[Supplied entries — start]

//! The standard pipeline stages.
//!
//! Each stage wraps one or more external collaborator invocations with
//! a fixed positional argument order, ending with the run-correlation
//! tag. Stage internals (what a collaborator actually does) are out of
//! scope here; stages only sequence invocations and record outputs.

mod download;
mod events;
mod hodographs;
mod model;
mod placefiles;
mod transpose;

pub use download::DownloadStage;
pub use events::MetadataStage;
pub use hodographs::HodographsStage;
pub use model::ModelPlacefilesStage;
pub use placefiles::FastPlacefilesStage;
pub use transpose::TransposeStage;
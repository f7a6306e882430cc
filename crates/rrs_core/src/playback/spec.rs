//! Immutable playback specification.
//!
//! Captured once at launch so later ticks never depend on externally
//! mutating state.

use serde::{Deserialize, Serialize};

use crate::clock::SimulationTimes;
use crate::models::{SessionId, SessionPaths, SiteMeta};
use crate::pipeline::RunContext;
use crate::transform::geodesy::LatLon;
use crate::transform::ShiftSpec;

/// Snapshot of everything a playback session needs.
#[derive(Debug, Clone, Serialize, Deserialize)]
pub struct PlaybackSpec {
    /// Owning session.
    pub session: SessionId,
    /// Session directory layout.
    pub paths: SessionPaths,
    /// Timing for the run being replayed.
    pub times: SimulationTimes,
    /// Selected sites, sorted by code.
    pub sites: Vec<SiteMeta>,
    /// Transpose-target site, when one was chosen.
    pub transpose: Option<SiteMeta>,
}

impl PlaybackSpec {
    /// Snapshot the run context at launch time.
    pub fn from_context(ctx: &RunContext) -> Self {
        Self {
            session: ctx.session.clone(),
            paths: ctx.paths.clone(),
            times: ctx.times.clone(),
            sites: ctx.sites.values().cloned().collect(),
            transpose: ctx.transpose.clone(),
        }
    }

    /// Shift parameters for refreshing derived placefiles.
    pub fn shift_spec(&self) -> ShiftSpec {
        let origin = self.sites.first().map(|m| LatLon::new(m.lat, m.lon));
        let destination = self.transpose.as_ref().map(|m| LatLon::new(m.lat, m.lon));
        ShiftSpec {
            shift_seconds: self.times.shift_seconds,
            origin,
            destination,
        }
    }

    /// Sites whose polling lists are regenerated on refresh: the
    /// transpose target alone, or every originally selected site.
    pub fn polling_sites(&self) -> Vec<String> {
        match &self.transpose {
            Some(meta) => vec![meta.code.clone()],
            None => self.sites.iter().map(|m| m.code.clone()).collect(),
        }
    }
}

[Supplied entries — finish]
[Supplied entries — start]

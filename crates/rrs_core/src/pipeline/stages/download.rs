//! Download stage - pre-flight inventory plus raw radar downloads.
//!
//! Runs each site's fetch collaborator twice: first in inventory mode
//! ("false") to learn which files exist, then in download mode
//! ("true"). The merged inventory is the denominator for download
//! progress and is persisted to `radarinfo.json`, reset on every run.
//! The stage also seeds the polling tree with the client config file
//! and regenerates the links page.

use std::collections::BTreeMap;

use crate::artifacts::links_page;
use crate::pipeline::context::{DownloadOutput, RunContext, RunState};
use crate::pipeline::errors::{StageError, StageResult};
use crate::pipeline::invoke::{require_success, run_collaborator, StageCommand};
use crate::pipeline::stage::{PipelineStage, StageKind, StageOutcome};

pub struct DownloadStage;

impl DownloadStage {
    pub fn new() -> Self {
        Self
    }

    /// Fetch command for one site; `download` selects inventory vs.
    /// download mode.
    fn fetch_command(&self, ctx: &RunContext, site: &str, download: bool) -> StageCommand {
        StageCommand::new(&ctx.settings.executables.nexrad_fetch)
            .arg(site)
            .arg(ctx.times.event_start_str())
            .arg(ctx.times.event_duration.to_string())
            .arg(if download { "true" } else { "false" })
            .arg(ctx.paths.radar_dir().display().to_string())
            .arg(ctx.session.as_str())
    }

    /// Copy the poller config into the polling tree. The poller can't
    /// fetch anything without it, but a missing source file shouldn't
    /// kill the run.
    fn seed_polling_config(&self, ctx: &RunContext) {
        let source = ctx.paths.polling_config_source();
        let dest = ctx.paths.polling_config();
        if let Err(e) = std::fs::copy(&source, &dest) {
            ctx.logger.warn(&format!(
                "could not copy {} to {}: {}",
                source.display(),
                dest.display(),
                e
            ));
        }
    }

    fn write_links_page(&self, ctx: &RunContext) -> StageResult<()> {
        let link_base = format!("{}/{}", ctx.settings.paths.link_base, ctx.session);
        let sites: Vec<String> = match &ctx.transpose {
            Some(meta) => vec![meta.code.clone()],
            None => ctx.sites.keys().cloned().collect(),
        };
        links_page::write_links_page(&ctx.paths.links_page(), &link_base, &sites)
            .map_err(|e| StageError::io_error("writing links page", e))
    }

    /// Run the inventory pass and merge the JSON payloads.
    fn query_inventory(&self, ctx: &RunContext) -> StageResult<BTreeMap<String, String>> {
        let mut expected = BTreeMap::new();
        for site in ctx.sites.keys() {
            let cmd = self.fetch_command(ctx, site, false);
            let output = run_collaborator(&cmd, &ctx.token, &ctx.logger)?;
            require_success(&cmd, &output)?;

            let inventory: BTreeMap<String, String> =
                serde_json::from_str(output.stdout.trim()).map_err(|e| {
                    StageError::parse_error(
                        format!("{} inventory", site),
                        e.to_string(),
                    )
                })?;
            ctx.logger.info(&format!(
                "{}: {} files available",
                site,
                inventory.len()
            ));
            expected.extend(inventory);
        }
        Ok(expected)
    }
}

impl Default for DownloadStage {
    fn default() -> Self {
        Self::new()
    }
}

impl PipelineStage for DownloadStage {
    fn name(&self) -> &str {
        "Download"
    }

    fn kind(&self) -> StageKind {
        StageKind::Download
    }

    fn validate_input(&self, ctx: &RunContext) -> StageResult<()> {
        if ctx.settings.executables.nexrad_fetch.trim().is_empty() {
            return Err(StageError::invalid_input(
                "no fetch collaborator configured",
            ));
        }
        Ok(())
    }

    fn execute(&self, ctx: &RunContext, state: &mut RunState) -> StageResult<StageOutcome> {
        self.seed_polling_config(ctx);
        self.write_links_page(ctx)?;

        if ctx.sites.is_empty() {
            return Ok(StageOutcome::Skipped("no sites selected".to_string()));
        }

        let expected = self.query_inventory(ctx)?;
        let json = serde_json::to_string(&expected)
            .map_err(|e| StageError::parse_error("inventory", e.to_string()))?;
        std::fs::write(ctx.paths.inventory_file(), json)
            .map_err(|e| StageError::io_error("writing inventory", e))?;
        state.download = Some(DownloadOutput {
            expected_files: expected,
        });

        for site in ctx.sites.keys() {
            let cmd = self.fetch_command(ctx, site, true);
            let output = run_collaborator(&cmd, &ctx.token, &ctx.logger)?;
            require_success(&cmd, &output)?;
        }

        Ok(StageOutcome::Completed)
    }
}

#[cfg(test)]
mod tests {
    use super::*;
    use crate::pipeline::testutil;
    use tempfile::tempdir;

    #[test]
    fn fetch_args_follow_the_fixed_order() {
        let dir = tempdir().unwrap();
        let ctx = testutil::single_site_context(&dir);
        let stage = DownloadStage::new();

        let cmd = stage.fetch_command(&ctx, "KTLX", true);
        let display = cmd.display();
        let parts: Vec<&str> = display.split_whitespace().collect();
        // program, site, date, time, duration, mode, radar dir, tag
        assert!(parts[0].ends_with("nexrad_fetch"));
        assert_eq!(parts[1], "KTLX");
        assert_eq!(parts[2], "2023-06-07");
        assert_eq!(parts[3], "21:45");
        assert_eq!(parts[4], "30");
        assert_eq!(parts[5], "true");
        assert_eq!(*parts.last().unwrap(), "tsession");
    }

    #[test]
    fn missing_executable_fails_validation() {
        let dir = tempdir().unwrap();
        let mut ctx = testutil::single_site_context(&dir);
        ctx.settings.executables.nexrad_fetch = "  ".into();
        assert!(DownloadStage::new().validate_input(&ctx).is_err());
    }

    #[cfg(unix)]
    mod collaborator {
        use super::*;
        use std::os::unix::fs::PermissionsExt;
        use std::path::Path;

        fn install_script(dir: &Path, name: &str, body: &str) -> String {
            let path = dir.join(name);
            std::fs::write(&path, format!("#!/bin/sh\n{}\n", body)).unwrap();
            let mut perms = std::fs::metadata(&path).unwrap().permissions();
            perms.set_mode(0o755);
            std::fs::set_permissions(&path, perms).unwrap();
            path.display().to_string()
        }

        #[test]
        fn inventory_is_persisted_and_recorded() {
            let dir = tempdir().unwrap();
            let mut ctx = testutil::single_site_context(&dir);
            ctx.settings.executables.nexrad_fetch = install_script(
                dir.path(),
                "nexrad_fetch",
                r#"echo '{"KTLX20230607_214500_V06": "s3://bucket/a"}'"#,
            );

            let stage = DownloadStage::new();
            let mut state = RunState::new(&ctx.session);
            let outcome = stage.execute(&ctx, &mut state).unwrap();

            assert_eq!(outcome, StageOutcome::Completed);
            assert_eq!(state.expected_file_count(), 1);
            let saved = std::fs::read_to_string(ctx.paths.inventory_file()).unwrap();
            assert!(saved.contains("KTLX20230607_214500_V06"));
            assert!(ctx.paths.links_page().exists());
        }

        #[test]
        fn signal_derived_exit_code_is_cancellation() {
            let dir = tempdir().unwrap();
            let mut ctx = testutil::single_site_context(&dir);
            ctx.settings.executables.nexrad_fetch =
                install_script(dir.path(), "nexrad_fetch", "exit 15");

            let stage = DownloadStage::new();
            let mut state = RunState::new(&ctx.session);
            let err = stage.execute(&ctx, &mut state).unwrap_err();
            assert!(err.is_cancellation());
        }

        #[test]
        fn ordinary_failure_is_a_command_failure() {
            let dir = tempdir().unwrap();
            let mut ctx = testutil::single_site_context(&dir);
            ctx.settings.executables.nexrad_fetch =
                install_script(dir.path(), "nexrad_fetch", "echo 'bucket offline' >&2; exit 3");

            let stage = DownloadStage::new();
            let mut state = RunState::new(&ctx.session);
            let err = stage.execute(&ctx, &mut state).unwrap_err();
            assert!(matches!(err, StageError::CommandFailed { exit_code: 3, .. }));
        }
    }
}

[Supplied entries — finish]
[Supplied entries — start]

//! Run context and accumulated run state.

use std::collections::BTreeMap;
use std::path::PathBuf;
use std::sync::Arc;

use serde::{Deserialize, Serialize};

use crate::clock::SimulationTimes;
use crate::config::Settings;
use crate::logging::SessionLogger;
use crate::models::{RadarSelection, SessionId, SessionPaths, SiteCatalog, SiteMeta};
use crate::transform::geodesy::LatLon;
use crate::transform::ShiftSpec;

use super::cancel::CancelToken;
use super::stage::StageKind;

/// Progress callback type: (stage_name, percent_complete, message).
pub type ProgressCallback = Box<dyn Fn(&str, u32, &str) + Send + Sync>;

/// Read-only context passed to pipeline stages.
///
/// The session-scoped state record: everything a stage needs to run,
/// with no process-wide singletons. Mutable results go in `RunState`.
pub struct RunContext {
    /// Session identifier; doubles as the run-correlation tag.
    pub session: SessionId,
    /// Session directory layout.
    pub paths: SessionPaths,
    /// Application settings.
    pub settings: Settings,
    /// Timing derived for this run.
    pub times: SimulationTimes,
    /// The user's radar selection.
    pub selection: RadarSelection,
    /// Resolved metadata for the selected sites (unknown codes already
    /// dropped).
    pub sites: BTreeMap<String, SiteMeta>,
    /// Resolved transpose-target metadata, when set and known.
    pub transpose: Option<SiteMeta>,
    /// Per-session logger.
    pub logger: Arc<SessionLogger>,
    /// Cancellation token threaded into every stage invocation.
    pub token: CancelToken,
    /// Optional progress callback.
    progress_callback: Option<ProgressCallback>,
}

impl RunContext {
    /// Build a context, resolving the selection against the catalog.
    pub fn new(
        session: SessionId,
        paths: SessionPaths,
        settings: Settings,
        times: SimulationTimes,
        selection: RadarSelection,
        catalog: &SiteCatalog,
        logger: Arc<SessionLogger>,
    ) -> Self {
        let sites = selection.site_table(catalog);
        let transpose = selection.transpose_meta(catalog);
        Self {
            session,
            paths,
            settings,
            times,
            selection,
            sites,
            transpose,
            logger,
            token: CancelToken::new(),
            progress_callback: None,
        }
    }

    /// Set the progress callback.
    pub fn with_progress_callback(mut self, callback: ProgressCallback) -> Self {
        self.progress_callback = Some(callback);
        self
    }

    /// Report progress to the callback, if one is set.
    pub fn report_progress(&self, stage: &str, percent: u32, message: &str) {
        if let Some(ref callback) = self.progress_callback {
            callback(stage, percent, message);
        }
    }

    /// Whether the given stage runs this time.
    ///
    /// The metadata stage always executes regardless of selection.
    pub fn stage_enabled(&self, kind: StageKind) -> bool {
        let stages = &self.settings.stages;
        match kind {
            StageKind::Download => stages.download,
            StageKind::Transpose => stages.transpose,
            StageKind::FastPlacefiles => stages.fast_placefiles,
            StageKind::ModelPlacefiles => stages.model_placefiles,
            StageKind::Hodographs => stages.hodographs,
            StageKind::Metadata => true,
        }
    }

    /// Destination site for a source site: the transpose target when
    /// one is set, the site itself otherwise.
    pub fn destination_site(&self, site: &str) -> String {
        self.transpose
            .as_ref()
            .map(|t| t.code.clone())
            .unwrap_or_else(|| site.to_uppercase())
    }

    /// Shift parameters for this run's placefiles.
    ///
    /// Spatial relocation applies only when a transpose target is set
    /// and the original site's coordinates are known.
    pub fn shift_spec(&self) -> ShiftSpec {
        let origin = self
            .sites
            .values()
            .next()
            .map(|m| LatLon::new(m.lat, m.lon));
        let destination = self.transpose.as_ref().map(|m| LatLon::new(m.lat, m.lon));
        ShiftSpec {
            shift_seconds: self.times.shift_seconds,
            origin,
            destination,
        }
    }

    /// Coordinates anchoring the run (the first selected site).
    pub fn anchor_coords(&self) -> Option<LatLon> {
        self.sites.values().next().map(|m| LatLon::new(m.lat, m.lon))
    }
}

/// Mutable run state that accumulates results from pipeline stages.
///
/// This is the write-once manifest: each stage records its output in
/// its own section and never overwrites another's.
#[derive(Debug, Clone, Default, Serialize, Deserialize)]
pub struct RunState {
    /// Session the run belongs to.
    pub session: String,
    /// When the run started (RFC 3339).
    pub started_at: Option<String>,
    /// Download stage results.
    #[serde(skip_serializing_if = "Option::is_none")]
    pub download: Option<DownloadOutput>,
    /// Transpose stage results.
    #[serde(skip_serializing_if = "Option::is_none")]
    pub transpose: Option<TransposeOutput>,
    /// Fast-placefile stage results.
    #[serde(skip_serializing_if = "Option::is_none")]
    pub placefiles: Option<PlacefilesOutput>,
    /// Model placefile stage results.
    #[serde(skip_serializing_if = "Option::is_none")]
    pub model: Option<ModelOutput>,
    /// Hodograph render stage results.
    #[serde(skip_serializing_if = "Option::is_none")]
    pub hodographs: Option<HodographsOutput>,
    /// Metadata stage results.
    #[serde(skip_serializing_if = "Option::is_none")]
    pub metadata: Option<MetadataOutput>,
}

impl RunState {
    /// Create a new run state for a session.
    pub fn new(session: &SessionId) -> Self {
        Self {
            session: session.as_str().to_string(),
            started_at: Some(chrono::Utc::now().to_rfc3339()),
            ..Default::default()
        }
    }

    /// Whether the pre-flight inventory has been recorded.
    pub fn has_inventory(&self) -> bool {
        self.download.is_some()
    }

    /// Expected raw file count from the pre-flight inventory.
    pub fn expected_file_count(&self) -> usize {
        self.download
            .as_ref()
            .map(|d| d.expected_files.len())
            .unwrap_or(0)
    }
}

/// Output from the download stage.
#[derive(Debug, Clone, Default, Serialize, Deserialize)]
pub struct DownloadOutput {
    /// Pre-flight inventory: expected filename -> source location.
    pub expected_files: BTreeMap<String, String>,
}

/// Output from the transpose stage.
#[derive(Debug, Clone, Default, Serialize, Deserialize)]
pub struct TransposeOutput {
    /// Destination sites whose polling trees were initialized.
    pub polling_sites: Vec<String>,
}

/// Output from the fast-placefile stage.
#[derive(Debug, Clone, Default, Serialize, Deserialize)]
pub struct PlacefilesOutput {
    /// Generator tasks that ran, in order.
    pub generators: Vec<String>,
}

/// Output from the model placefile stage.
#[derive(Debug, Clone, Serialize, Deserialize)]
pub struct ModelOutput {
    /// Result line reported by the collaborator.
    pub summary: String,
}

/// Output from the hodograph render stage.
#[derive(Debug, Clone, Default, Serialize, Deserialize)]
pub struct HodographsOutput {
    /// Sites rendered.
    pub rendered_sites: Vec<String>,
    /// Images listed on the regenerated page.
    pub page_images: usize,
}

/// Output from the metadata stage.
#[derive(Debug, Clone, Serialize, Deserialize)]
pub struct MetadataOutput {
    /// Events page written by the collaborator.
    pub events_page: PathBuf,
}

[Supplied entries — finish]

Your answer must be the lines above from the one containing "pub type ProgressCallback" to the one containing "the run-correlation tag.", both included, restated word for word.

__Finished exercise__.
pub type ProgressCallback = Box<dyn Fn(&str, u32, &str) + Send + Sync>;

/// Read-only context passed to pipeline stages.
///
/// The session-scoped state record: everything a stage needs to run,
/// with no process-wide singletons. Mutable results go in `RunState`.
pub struct RunContext {
    /// Session identifier; doubles as the run-correlation tag.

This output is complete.